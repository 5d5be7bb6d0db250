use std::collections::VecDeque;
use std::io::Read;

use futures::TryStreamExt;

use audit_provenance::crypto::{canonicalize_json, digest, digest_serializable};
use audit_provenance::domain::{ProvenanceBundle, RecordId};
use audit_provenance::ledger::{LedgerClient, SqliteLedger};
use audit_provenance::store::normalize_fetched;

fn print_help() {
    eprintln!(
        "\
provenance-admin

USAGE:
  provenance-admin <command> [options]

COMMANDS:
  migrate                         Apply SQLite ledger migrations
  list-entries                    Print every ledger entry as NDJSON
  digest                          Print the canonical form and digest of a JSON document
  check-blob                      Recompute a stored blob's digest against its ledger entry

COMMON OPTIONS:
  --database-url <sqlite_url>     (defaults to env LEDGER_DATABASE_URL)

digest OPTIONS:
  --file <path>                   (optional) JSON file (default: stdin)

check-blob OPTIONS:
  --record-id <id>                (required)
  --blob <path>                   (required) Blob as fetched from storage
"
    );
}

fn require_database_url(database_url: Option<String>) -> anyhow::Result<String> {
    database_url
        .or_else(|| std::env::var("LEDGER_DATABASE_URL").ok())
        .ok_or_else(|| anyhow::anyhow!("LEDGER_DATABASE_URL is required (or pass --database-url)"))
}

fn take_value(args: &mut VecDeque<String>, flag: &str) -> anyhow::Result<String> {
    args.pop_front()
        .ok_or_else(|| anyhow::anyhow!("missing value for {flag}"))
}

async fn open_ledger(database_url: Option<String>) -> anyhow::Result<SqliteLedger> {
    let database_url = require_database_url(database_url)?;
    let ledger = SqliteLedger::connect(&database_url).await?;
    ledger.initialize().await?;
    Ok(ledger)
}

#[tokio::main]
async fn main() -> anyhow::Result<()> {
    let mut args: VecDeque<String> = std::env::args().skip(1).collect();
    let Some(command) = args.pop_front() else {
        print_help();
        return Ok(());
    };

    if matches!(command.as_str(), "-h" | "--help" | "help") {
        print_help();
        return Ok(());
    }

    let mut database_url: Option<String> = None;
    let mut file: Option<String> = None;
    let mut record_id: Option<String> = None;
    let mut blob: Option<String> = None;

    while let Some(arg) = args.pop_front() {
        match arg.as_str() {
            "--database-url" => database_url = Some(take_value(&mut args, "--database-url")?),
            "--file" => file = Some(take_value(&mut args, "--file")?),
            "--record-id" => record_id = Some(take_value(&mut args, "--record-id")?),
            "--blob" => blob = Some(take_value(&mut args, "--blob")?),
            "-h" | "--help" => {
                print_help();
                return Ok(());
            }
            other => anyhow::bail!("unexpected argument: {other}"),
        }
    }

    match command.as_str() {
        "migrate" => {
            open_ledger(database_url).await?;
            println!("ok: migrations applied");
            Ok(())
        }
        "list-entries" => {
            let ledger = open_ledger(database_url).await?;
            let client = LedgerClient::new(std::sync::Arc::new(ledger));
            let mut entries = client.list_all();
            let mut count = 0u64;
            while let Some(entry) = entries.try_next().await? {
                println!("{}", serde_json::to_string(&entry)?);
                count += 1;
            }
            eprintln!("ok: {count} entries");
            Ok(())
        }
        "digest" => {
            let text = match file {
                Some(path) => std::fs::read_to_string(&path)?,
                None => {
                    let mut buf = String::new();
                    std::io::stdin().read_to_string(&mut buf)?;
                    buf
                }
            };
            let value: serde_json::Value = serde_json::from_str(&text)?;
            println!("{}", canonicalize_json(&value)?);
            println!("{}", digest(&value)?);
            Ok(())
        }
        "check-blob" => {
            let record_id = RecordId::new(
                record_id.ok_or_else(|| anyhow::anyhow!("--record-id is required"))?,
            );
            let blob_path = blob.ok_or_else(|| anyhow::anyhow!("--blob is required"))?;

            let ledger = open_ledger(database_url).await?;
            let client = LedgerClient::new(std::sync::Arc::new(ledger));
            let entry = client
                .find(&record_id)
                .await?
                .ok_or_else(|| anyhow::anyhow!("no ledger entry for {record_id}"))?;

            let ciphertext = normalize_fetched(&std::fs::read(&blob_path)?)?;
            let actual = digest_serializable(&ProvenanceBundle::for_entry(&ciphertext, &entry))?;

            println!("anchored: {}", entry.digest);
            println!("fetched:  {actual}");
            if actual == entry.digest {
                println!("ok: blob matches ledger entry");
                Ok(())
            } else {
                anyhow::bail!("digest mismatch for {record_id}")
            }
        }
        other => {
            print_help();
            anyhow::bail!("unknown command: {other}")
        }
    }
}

**About this task**
Copy out the entries. Change nothing.

**Solution below**
repository 5d5be7bb6d0db250
use std::collections::VecDeque;
use std::io::Read;

use futures::TryStreamExt;

use audit_provenance::crypto::{canonicalize_json, digest, digest_serializable};
use audit_provenance::domain::{ProvenanceBundle, RecordId};
use audit_provenance::ledger::{LedgerClient, SqliteLedger};
use audit_provenance::store::normalize_fetched;

fn print_help() {
    eprintln!(
        "\
provenance-admin

USAGE:
  provenance-admin <command> [options]

COMMANDS:
  migrate                         Apply SQLite ledger migrations
  list-entries                    Print every ledger entry as NDJSON
  digest                          Print the canonical form and digest of a JSON document
  check-blob                      Recompute a stored blob's digest against its ledger entry

COMMON OPTIONS:
  --database-url <sqlite_url>     (defaults to env LEDGER_DATABASE_URL)

digest OPTIONS:
  --file <path>                   (optional) JSON file (default: stdin)

check-blob OPTIONS:
  --record-id <id>                (required)
  --blob <path>                   (required) Blob as fetched from storage
"
    );
}

fn require_database_url(database_url: Option<String>) -> anyhow::Result<String> {
    database_url
        .or_else(|| std::env::var("LEDGER_DATABASE_URL").ok())
        .ok_or_else(|| anyhow::anyhow!("LEDGER_DATABASE_URL is required (or pass --database-url)"))
}

fn take_value(args: &mut VecDeque<String>, flag: &str) -> anyhow::Result<String> {
    args.pop_front()
        .ok_or_else(|| anyhow::anyhow!("missing value for {flag}"))
}

async fn open_ledger(database_url: Option<String>) -> anyhow::Result<SqliteLedger> {
    let database_url = require_database_url(database_url)?;
    let ledger = SqliteLedger::connect(&database_url).await?;
    ledger.initialize().await?;
    Ok(ledger)
}

#[tokio::main]
async fn main() -> anyhow::Result<()> {
    let mut args: VecDeque<String> = std::env::args().skip(1).collect();
    let Some(command) = args.pop_front() else {
        print_help();
        return Ok(());
    };

    if matches!(command.as_str(), "-h" | "--help" | "help") {
        print_help();
        return Ok(());
    }

    let mut database_url: Option<String> = None;
    let mut file: Option<String> = None;
    let mut record_id: Option<String> = None;
    let mut blob: Option<String> = None;

    while let Some(arg) = args.pop_front() {
        match arg.as_str() {
            "--database-url" => database_url = Some(take_value(&mut args, "--database-url")?),
            "--file" => file = Some(take_value(&mut args, "--file")?),
            "--record-id" => record_id = Some(take_value(&mut args, "--record-id")?),
            "--blob" => blob = Some(take_value(&mut args, "--blob")?),
            "-h" | "--help" => {
                print_help();
                return Ok(());
            }
            other => anyhow::bail!("unexpected argument: {other}"),
        }
    }

    match command.as_str() {
        "migrate" => {
            open_ledger(database_url).await?;
            println!("ok: migrations applied");
            Ok(())
        }
        "list-entries" => {
            let ledger = open_ledger(database_url).await?;
            let client = LedgerClient::new(std::sync::Arc::new(ledger));
            let mut entries = client.list_all();
            let mut count = 0u64;
            while let Some(entry) = entries.try_next().await? {
                println!("{}", serde_json::to_string(&entry)?);
                count += 1;
            }
            eprintln!("ok: {count} entries");
            Ok(())
        }
        "digest" => {
            let text = match file {
                Some(path) => std::fs::read_to_string(&path)?,
                None => {
                    let mut buf = String::new();
                    std::io::stdin().read_to_string(&mut buf)?;
                    buf
                }
            };
            let value: serde_json::Value = serde_json::from_str(&text)?;
            println!("{}", canonicalize_json(&value)?);
            println!("{}", digest(&value)?);
            Ok(())
        }
        "check-blob" => {
            let record_id = RecordId::new(
                record_id.ok_or_else(|| anyhow::anyhow!("--record-id is required"))?,
            );
            let blob_path = blob.ok_or_else(|| anyhow::anyhow!("--blob is required"))?;

            let ledger = open_ledger(database_url).await?;
            let client = LedgerClient::new(std::sync::Arc::new(ledger));
            let entry = client
                .find(&record_id)
                .await?
                .ok_or_else(|| anyhow::anyhow!("no ledger entry for {record_id}"))?;

            let ciphertext = normalize_fetched(&std::fs::read(&blob_path)?)?;
            let actual = digest_serializable(&ProvenanceBundle::for_entry(&ciphertext, &entry))?;

            println!("anchored: {}", entry.digest);
            println!("fetched:  {actual}");
            if actual == entry.digest {
                println!("ok: blob matches ledger entry");
                Ok(())
            } else {
                anyhow::bail!("digest mismatch for {record_id}")
            }
        }
        other => {
            print_help();
            anyhow::bail!("unknown command: {other}")
        }
    }
}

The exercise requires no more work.